Monday, November 22, 2010

Context

So - I...got around while I was in Berlin. (tee hee) I think the moving thing started because when I moved to Berlin on a research grant after graduating from university, [October 2009] I was actually tight on money, and the cheapest most charming place I found was a temporary with a mid-month move-out date. I started doing escorting work (ie, not needing to be tight with money) mid-December-ish...but by that time, I'd agreed to rent a friends' flat for a few weeks while he was on holiday...and then by August, it made sense to rent a very nice place where I could take incalls, and then I extended my stay in Berlin three times.

And anyways, moving from sublet to sublet and neighborhood to neighborhood lets you stay within 15 km2 and still really travel, you know what I mean? Living outside the ring in the middle of a bunch of parks down the road from the best borek shop and the best asian grocery store in Berlin, not so far from Junfernheide Teich (amazing...check it out if you get a chance) is very different from having a window that looks onto Schlesisches Tor, which is very different from living in the depths of Neukoelln.

But having moved 18 times in thirteen months, I am very excited to be stationary. Right before boxing up and storing and preparing for an extended holiday, I signed a one-year lease on a spacious, refurbished one-bedroom with a view.
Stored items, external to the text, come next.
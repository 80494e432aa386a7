//! Application service tying the store, orchestrator, editor and exporter together.
//!
//! Each operation reads the project from the store, does its work, and
//! commits through [`ProjectStore::modify`], so a failure leaves the stored
//! project unchanged. Generation results are applied to the project as it is
//! at completion time, looked up by identifier.

use std::path::{Path, PathBuf};
use std::sync::Arc;
use storyboard_core::{CharacterDraft, IdIssuer, Project, ProjectDraft, ProjectIdea, UuidIssuer};
use storyboard_editor::{
    CharacterPatch, add_character, edit_character, edit_scene_prompt, export_characters,
    import_characters, remove_character, set_scene_image, set_scene_pending,
};
use storyboard_error::{StoryboardResult, WorkflowError, WorkflowErrorKind};
use storyboard_export::export_assets;
use storyboard_interface::GenerationDriver;
use storyboard_models::GeminiClient;
use storyboard_orchestrator::{Orchestrator, PreviewOutcome, PreviewRequest};
use storyboard_storage::{FileSystemPersistence, ProjectStore};
use tracing::{info, instrument, warn};

use crate::StoryboardConfig;

/// Storyboard application service.
#[derive(Debug)]
pub struct Studio {
    store: ProjectStore,
    orchestrator: Orchestrator,
    issuer: Arc<dyn IdIssuer>,
}

impl Studio {
    /// Open the file-backed store and the Gemini driver described by `config`.
    ///
    /// # Errors
    ///
    /// Returns a storage error if the snapshot cannot be read, or a
    /// configuration error if the HTTP client cannot be built.
    #[instrument(skip_all)]
    pub async fn open(config: &StoryboardConfig) -> StoryboardResult<Self> {
        let data_dir = config.storage.resolved_data_dir();
        let persistence = FileSystemPersistence::new(&data_dir, config.storage.slot.clone())?;
        let driver = GeminiClient::new(config.gemini.clone(), config.limits)?;
        info!(data_dir = %data_dir.display(), "Opening studio");

        Self::with_parts(
            Arc::new(persistence),
            Arc::new(driver),
            Arc::new(UuidIssuer),
            config,
        )
        .await
    }

    /// Open with explicit persistence, driver and identifier source.
    pub async fn with_parts(
        persistence: Arc<dyn storyboard_interface::ProjectPersistence>,
        driver: Arc<dyn GenerationDriver>,
        issuer: Arc<dyn IdIssuer>,
        config: &StoryboardConfig,
    ) -> StoryboardResult<Self> {
        let store = ProjectStore::open(persistence, issuer.clone()).await?;
        let orchestrator = Orchestrator::new(driver, issuer.clone())
            .with_policy(config.orchestrator.prompt_policy)
            .with_preview_concurrency(config.preview_concurrency());

        Ok(Self {
            store,
            orchestrator,
            issuer,
        })
    }

    /// The underlying project store.
    pub fn store(&self) -> &ProjectStore {
        &self.store
    }

    /// The underlying orchestrator.
    pub fn orchestrator(&self) -> &Orchestrator {
        &self.orchestrator
    }

    /// Create a project.
    pub async fn create_project(&self, draft: ProjectDraft) -> StoryboardResult<Project> {
        self.store.create(draft).await
    }

    /// Ask for a project suggestion without creating anything.
    pub async fn suggest_idea(&self, topic: Option<&str>) -> StoryboardResult<ProjectIdea> {
        self.orchestrator.generate_project_idea(topic).await
    }

    /// Create a project seeded from a suggestion.
    pub async fn apply_idea(&self, idea: ProjectIdea) -> StoryboardResult<Project> {
        self.store.create(idea.into_draft()).await
    }

    /// Generate the scene script from the project's story idea.
    ///
    /// Replaces any existing scenes.
    ///
    /// # Errors
    ///
    /// Returns `MissingStoryIdea` without sending a request if the project's
    /// story idea is blank.
    #[instrument(skip(self))]
    pub async fn generate_script(&self, project_id: &str) -> StoryboardResult<Project> {
        let project = self.store.get(project_id).await?;
        if project.story_idea.trim().is_empty() {
            let kind = WorkflowErrorKind::MissingStoryIdea(project.name);
            return Err(WorkflowError::new(kind).into());
        }

        let scenes = self
            .orchestrator
            .generate_story_scenes(
                &project.story_idea,
                &project.characters,
                project.style,
                project.video_type,
            )
            .await?;

        self.store
            .modify(project_id, move |project| {
                project.scenes = scenes;
                Ok(())
            })
            .await
    }

    /// Generate the preview image of one scene.
    ///
    /// The scene is marked pending and persisted before the request; the flag
    /// is cleared whether the request succeeds or fails.
    ///
    /// # Errors
    ///
    /// Returns `PreviewInProgress` if the scene is already pending, and
    /// `SceneNotFound` if the project has no such scene.
    #[instrument(skip(self))]
    pub async fn generate_preview(
        &self,
        project_id: &str,
        scene_id: &str,
    ) -> StoryboardResult<Project> {
        let mut prompt = String::new();
        self.store
            .modify(project_id, |project| {
                let scene = project.scene(scene_id).ok_or_else(|| {
                    WorkflowError::new(WorkflowErrorKind::SceneNotFound(scene_id.to_string()))
                })?;
                if scene.is_generating_image {
                    return Err(WorkflowError::new(WorkflowErrorKind::PreviewInProgress(
                        scene_id.to_string(),
                    ))
                    .into());
                }
                prompt = scene.visual_prompt.clone();
                project.scenes = set_scene_pending(&project.scenes, scene_id, true);
                Ok(())
            })
            .await?;

        let pending = [scene_id.to_string()];
        let uri = match self.orchestrator.generate_scene_preview(&prompt).await {
            Ok(uri) => uri,
            Err(e) => {
                self.clear_pending(project_id, &pending).await;
                return Err(e);
            }
        };

        let applied = self
            .store
            .modify(project_id, |project| {
                project.scenes = set_scene_image(&project.scenes, scene_id, &uri);
                Ok(())
            })
            .await;
        if applied.is_err() {
            self.clear_pending(project_id, &pending).await;
        }
        applied
    }

    /// Generate previews for every scene of a project.
    ///
    /// Successful images are stored in one commit; failures are reported per
    /// scene and leave those scenes without an image. Scenes whose preview is
    /// already in flight are skipped and reported as `PreviewInProgress`.
    /// Outcomes are ordered by scene number.
    #[instrument(skip(self))]
    pub async fn generate_all_previews(
        &self,
        project_id: &str,
    ) -> StoryboardResult<(Project, Vec<PreviewOutcome>)> {
        let mut requests = Vec::new();
        let mut skipped = Vec::new();
        self.store
            .modify(project_id, |project| {
                for scene in project.scenes_in_order() {
                    if scene.is_generating_image {
                        skipped.push(scene.id.clone());
                    } else {
                        requests.push(PreviewRequest::from(scene));
                    }
                }
                for request in &requests {
                    project.scenes = set_scene_pending(&project.scenes, &request.scene_id, true);
                }
                Ok(())
            })
            .await?;

        let pending: Vec<String> = requests.iter().map(|r| r.scene_id.clone()).collect();
        let mut outcomes = self.orchestrator.generate_scene_previews(requests).await;

        let applied = self
            .store
            .modify(project_id, |project| {
                for outcome in &outcomes {
                    project.scenes = match &outcome.result {
                        Ok(uri) => set_scene_image(&project.scenes, &outcome.scene_id, uri),
                        Err(_) => set_scene_pending(&project.scenes, &outcome.scene_id, false),
                    };
                }
                Ok(())
            })
            .await;
        let updated = match applied {
            Ok(project) => project,
            Err(e) => {
                self.clear_pending(project_id, &pending).await;
                return Err(e);
            }
        };

        if !skipped.is_empty() {
            warn!(skipped = skipped.len(), "Skipped scenes with a preview in flight");
        }
        outcomes.extend(skipped.into_iter().map(|scene_id| {
            let kind = WorkflowErrorKind::PreviewInProgress(scene_id.clone());
            PreviewOutcome {
                scene_id,
                result: Err(WorkflowError::new(kind).into()),
            }
        }));
        outcomes.sort_by_key(|o| updated.scene(&o.scene_id).map(|s| s.scene_number));

        let failed = outcomes.iter().filter(|o| o.result.is_err()).count();
        info!(total = outcomes.len(), failed, "Generated previews");
        Ok((updated, outcomes))
    }

    /// Clear every pending flag of a project.
    ///
    /// Recovers scenes left pending by an interrupted run.
    #[instrument(skip(self))]
    pub async fn reset_pending(&self, project_id: &str) -> StoryboardResult<Project> {
        self.store
            .modify(project_id, |project| {
                for scene in &mut project.scenes {
                    scene.is_generating_image = false;
                }
                Ok(())
            })
            .await
    }

    async fn clear_pending(&self, project_id: &str, scene_ids: &[String]) {
        let result = self
            .store
            .modify_transient(project_id, |project| {
                for id in scene_ids {
                    project.scenes = set_scene_pending(&project.scenes, id, false);
                }
            })
            .await;
        if let Err(e) = result {
            warn!(error = %e, "Could not persist cleared pending flags");
        }
    }

    /// Append characters from interchange JSON.
    pub async fn import_characters(
        &self,
        project_id: &str,
        json_text: &str,
    ) -> StoryboardResult<Project> {
        let issuer = self.issuer.clone();
        self.store
            .modify(project_id, |project| {
                project.characters =
                    import_characters(&project.characters, json_text, issuer.as_ref())?;
                Ok(())
            })
            .await
    }

    /// Characters of a project as interchange JSON.
    pub async fn export_characters(&self, project_id: &str) -> StoryboardResult<String> {
        let project = self.store.get(project_id).await?;
        export_characters(&project.characters)
    }

    /// Append a new character.
    pub async fn add_character(
        &self,
        project_id: &str,
        draft: CharacterDraft,
    ) -> StoryboardResult<Project> {
        let issuer = self.issuer.clone();
        self.store
            .modify(project_id, move |project| {
                project.characters = add_character(&project.characters, draft, issuer.as_ref());
                Ok(())
            })
            .await
    }

    /// Change fields of a character.
    pub async fn edit_character(
        &self,
        project_id: &str,
        character_id: &str,
        patch: &CharacterPatch,
    ) -> StoryboardResult<Project> {
        self.store
            .modify(project_id, |project| {
                project.characters = edit_character(&project.characters, character_id, patch);
                Ok(())
            })
            .await
    }

    /// Remove a character.
    pub async fn remove_character(
        &self,
        project_id: &str,
        character_id: &str,
    ) -> StoryboardResult<Project> {
        self.store
            .modify(project_id, |project| {
                project.characters = remove_character(&project.characters, character_id);
                Ok(())
            })
            .await
    }

    /// Replace a scene's visual prompt.
    pub async fn edit_scene_prompt(
        &self,
        project_id: &str,
        scene_id: &str,
        text: &str,
    ) -> StoryboardResult<Project> {
        self.store
            .modify(project_id, |project| {
                project.scenes = edit_scene_prompt(&project.scenes, scene_id, text);
                Ok(())
            })
            .await
    }

    /// Export a project's assets into `out_dir`.
    #[instrument(skip(self, out_dir), fields(out_dir = %out_dir.display()))]
    pub async fn export(&self, project_id: &str, out_dir: &Path) -> StoryboardResult<PathBuf> {
        let project = self.store.get(project_id).await?;
        let archive = export_assets(&project)?;
        archive.write_to(out_dir).await
    }
}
Too stressful. Much too stressful. From now on, I'll let p.m. jaunts out to hotel suites in the west satisfy my wanderlust.

Saturday, November 20, 2010

What happens in Berlin, stays in Berlin...

so...everyone talks about New York's streets being paved with gold, of Vegas as the city of Sin and Secret, and LA as the city of dreams...

Unless by gold you mean a derivative of the Black gold that got Jed to Bev hills, and unless you dream of smog, endless traffic and strip malls that stretch for miles, they fall short. In my opinion, though, Berlin is that magical place that actually realizes and serves up the stereotyped attributes of...in my opinion...very very inferior metropoli.

Maybe Berlin's so great because it's cheap. Which means...you don't have to work 60 hour weeks to have a decent flat/food/access to ammenities. IT also means commercial rent is low, which means you can open a cafe/club/indie vintage lesbian porn store on a whim and not go broke. It's also full of expats, who are notoriously not-clique-ey because...they aren't settled enough to have cliques yet. You can quickly make a group of friends, but it's a big enough city that if you realise that the techno-speed scene is no longer your thing and you would like to take up yoga and knitting, you can move on too. It's a city that doesn't punish risk-taking behavior. Or at least not so harshly. So people take risks.
 
And when you take risks, you transform yourself. friend of mine said that everyone comes to Berlin and undergoes drastic transformations. [he was a tall, lanky, awkward and painfully shy boy from a good southern family back then. Now he's still tall and lanky...but fabulous and flamboyant.] You can go from being... a just out of AA coke addict to a magazine editor. You can drop that corporate PR job and for 300 euro a month, you can get a fabulous little storefront and for another few thousand, dec it out with fabulous vintage 70's ddr crushed velour and wood-laminate furniture and serve fabulous milchkafee and brownies to a fabulous set of people.

Or, you can go from being a...conservative, nerdy valedictorian with a hunch and overbite at a private school founded before her country who wasn't kissed until she was 19...to a high-end escort.

Berlin. Definitely a city for transformations.